Tuesday, October 19, 2004

Laundering Drugs

The process seems simple enough. American drug companies sell drugs to Canada. Canadian drug companies sell those drugs back to American citizens at prices far below those available domestically. Coming out against the idea of providing drugs more cheaply to Americans seems -- well, un-American.

And rightly so. If one buys into the idea of an international free-market, it makes sense that Americans should be able to buy prescription drugs where they can be had most inexpensively, assuming similar standards of safety and effectiveness are applied to the imported drugs. All well and good.

I'm not so much against the concept of cheaper drugs for Americans, as I am against the method of achieving the goal. Let's review. Drugs made by American drug companies. Drugs sold to Canada. Drugs sold by Canadians to American citizens cheaper than they can be had in the USA, and the Canadians are still making a profit on the sale. (You didn't think the Canadians were in it for our health, did you?)

In all the debates about whether to legalize the institutional re-importation of drugs from Canada, one question seems to be consistently left out there on the cold, hard Canadian tundra. Why are drugs so much cheaper in Canada?

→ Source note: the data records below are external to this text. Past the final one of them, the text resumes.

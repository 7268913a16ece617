//! [`ChainReader`] over JSON-RPC, with ENS on Ethereum and follower data
//! from EFP (Ethereum) or the LSP26 follower registry (LUKSO).

use async_trait::async_trait;
use tracing::debug;

use super::abi::{self, Token};
use super::efp::EfpClient;
use super::ens;
use super::rpc::JsonRpcClient;
use super::{Chain, ChainError, ChainReader, ChainResult};
use crate::gating::{Address, Amount, TokenId};

/// LSP26 follower system registry on LUKSO mainnet
pub const LSP26_REGISTRY: &str = "0xf01103E5a9909Fc0DBe8166dA7085e0285daDDcA";

/// ERC-1271 magic value returned for a valid signature
pub const ERC1271_MAGIC: [u8; 4] = [0x16, 0x26, 0xba, 0x7e];

/// Where follower relationships are read from
pub enum FollowerSource {
    Efp(EfpClient),
    Lsp26 { registry: Address },
    Unavailable,
}

/// JSON-RPC backed chain reader
pub struct EvmChainReader {
    chain: Chain,
    rpc: JsonRpcClient,
    ens_registry: Option<Address>,
    followers: FollowerSource,
}

impl EvmChainReader {
    pub fn new(chain: Chain, rpc: JsonRpcClient) -> Self {
        Self {
            chain,
            rpc,
            ens_registry: None,
            followers: FollowerSource::Unavailable,
        }
    }

    pub fn with_ens_registry(mut self, registry: Address) -> Self {
        self.ens_registry = Some(registry);
        self
    }

    pub fn with_followers(mut self, source: FollowerSource) -> Self {
        self.followers = source;
        self
    }

    fn unsupported(&self, operation: &'static str) -> ChainError {
        ChainError::Unsupported {
            chain: self.chain,
            operation,
        }
    }

    async fn call(&self, contract: Address, signature: &str, args: &[Token]) -> ChainResult<Vec<u8>> {
        let data = abi::encode_call(signature, args);
        self.rpc.call(contract, &data).await
    }

    async fn resolver_of(&self, node: [u8; 32]) -> ChainResult<Option<Address>> {
        let registry = self
            .ens_registry
            .ok_or_else(|| self.unsupported("name resolution"))?;
        let data = self
            .call(registry, "resolver(bytes32)", &[Token::FixedBytes(node)])
            .await?;
        let resolver = abi::decode_address(&data)?;
        Ok((resolver != Address::ZERO).then_some(resolver))
    }
}

#[async_trait]
impl ChainReader for EvmChainReader {
    fn chain(&self) -> Chain {
        self.chain
    }

    async fn native_balance(&self, account: Address) -> ChainResult<Amount> {
        self.rpc.get_balance(account).await
    }

    async fn fungible_balance(&self, contract: Address, account: Address) -> ChainResult<Amount> {
        let data = self
            .call(contract, "balanceOf(address)", &[Token::Address(account)])
            .await?;
        abi::decode_uint(&data)
    }

    async fn nft_count(&self, contract: Address, account: Address) -> ChainResult<Amount> {
        self.fungible_balance(contract, account).await
    }

    async fn nft_owner(
        &self,
        contract: Address,
        token_id: TokenId,
    ) -> ChainResult<Option<Address>> {
        let signature = match self.chain {
            Chain::Ethereum => "ownerOf(uint256)",
            Chain::Lukso => "tokenOwnerOf(bytes32)",
        };
        match self.call(contract, signature, &[Token::from(token_id)]).await {
            Ok(data) => {
                let owner = abi::decode_address(&data)?;
                Ok((owner != Address::ZERO).then_some(owner))
            }
            // nonexistent tokens revert
            Err(e) if e.is_revert() => Ok(None),
            Err(e) => Err(e),
        }
    }

    async fn multi_token_balance(
        &self,
        contract: Address,
        account: Address,
        token_id: TokenId,
    ) -> ChainResult<Amount> {
        if self.chain != Chain::Ethereum {
            return Err(self.unsupported("ERC-1155 balances"));
        }
        let data = self
            .call(
                contract,
                "balanceOf(address,uint256)",
                &[Token::Address(account), Token::from(token_id)],
            )
            .await?;
        abi::decode_uint(&data)
    }

    async fn resolve_name(&self, name: &str) -> ChainResult<Option<Address>> {
        let node = ens::namehash(name);
        let Some(resolver) = self.resolver_of(node).await? else {
            return Ok(None);
        };
        match self.call(resolver, "addr(bytes32)", &[Token::FixedBytes(node)]).await {
            Ok(data) => {
                let address = abi::decode_address(&data)?;
                Ok((address != Address::ZERO).then_some(address))
            }
            Err(e) if e.is_revert() => Ok(None),
            Err(e) => Err(e),
        }
    }

    async fn primary_name(&self, account: Address) -> ChainResult<Option<String>> {
        let node = ens::namehash(&ens::reverse_name(&account));
        let Some(resolver) = self.resolver_of(node).await? else {
            return Ok(None);
        };
        let name = match self.call(resolver, "name(bytes32)", &[Token::FixedBytes(node)]).await {
            Ok(data) => abi::decode_string(&data)?,
            Err(e) if e.is_revert() => return Ok(None),
            Err(e) => return Err(e),
        };
        if name.is_empty() {
            return Ok(None);
        }
        // reverse records are self-asserted; only trust them when the name points back
        let forward = self.resolve_name(&name).await?;
        debug!(%account, name = %name, confirmed = forward == Some(account), "reverse record");
        Ok((forward == Some(account)).then_some(name))
    }

    async fn follower_count(&self, account: Address) -> ChainResult<u64> {
        match &self.followers {
            FollowerSource::Efp(client) => client.follower_count(account).await,
            FollowerSource::Lsp26 { registry } => {
                let data = self
                    .call(*registry, "followerCount(address)", &[Token::Address(account)])
                    .await?;
                let count = abi::decode_uint(&data)?;
                Ok(u64::try_from(count.0).unwrap_or(u64::MAX))
            }
            FollowerSource::Unavailable => Err(self.unsupported("follower counts")),
        }
    }

    async fn is_following(&self, follower: Address, followee: Address) -> ChainResult<bool> {
        match &self.followers {
            FollowerSource::Efp(client) => client.is_following(follower, followee).await,
            FollowerSource::Lsp26 { registry } => {
                let data = self
                    .call(
                        *registry,
                        "isFollowing(address,address)",
                        &[Token::Address(follower), Token::Address(followee)],
                    )
                    .await?;
                abi::decode_bool(&data)
            }
            FollowerSource::Unavailable => Err(self.unsupported("follow relationships")),
        }
    }

    async fn is_valid_signature(
        &self,
        contract: Address,
        hash: [u8; 32],
        signature: &[u8],
    ) -> ChainResult<bool> {
        let result = self
            .call(
                contract,
                "isValidSignature(bytes32,bytes)",
                &[Token::FixedBytes(hash), Token::Bytes(signature.to_vec())],
            )
            .await;
        match result {
            Ok(data) => Ok(abi::decode_bytes4(&data)? == ERC1271_MAGIC),
            // EOAs return empty data; failing contracts revert
            Err(ChainError::Decode(_)) => Ok(false),
            Err(e) if e.is_revert() => Ok(false),
            Err(e) => Err(e),
        }
    }
}
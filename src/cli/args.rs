//! CLI argument definitions using clap
//!
//! Commands:
//! - gatepost init --config <path>
//! - gatepost serve --config <path> [--port <port>]
//! - gatepost check --config <path> --lock <path> --address <type>=<addr>...
//!   [--ethereum-state <path>] [--lukso-state <path>]

use clap::{Parser, Subcommand};
use std::path::PathBuf;

use crate::gating::Address;

/// Gatepost - wallet-gated commenting service
#[derive(Parser, Debug)]
#[command(name = "gatepost")]
#[command(version, about, long_about = None)]
pub struct Cli {
    #[command(subcommand)]
    pub command: Command,
}

#[derive(Subcommand, Debug)]
pub enum Command {
    /// Write a default configuration file
    Init {
        /// Path to configuration file
        #[arg(long, default_value = "./gatepost.json")]
        config: PathBuf,
    },

    /// Start the HTTP API
    Serve {
        /// Path to configuration file
        #[arg(long, default_value = "./gatepost.json")]
        config: PathBuf,

        /// Override the configured port
        #[arg(long)]
        port: Option<u16>,
    },

    /// Evaluate a lock against addresses once and print the status
    Check {
        /// Path to configuration file
        #[arg(long, default_value = "./gatepost.json")]
        config: PathBuf,

        /// Lock JSON file
        #[arg(long)]
        lock: PathBuf,

        /// Claimed address per category, as `<category_type>=<0x address>`
        #[arg(long = "address", value_parser = parse_claim)]
        addresses: Vec<(String, Address)>,

        /// Ethereum state JSON to read instead of live RPC
        #[arg(long)]
        ethereum_state: Option<PathBuf>,

        /// LUKSO state JSON to read instead of live RPC
        #[arg(long)]
        lukso_state: Option<PathBuf>,
    },
}

impl Cli {
    /// Parse command line arguments
    pub fn parse_args() -> Self {
        Cli::parse()
    }
}

fn parse_claim(raw: &str) -> Result<(String, Address), String> {
    let (category_type, address) = raw
        .split_once('=')
        .ok_or_else(|| format!("expected <category_type>=<address>, got '{}'", raw))?;
    if category_type.is_empty() {
        return Err("category type is empty".to_string());
    }
    let address = address.parse::<Address>().map_err(|e| e.to_string())?;
    Ok((category_type.to_string(), address))
}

Look at the process again. We're adding a middleman, but it's still cheaper. What gives? Does capitalism have screw loose? Is that damned Invisible Hand messing with the Established Order?

Not at all. Capitalism's working just fine. You see, when Canada buys drugs, Canada is bargaining with the purchasing power of about 30 million Canadians. Hey, Merck. Wanna sell drugs to this big market? Meet our price, or maybe Glaxo has something that'll work as well, for less. Or maybe we don't buy anything from you this year. How's that gonna look on the old quarterly report?

Canada can do this because it has a single-payer system of health care. Meanwhile, here in America, our population of 285 million people are sliced and diced into so many tiny insurance groups that drug companies are, by comparison, economic behemoths with the power to bargain their prices upward.

Big fish in a small pond. Let's say we turn that pond into an ocean, with 285 million paying customers. Think the prices will still stay high? Or would Canadians start agitating for a piece of our action?

1 Comments:

Blogger Maines said...

There's one big purchaser of prescription drugs in the U.S.--the biggest insurer in the U.S., as it happens--who could exert some pressure to negotiate good prices on drugs: Medicare.

Oops, the new act forbids Medicare from doing that very thing. Gee, wonder why that is? No? Me neither.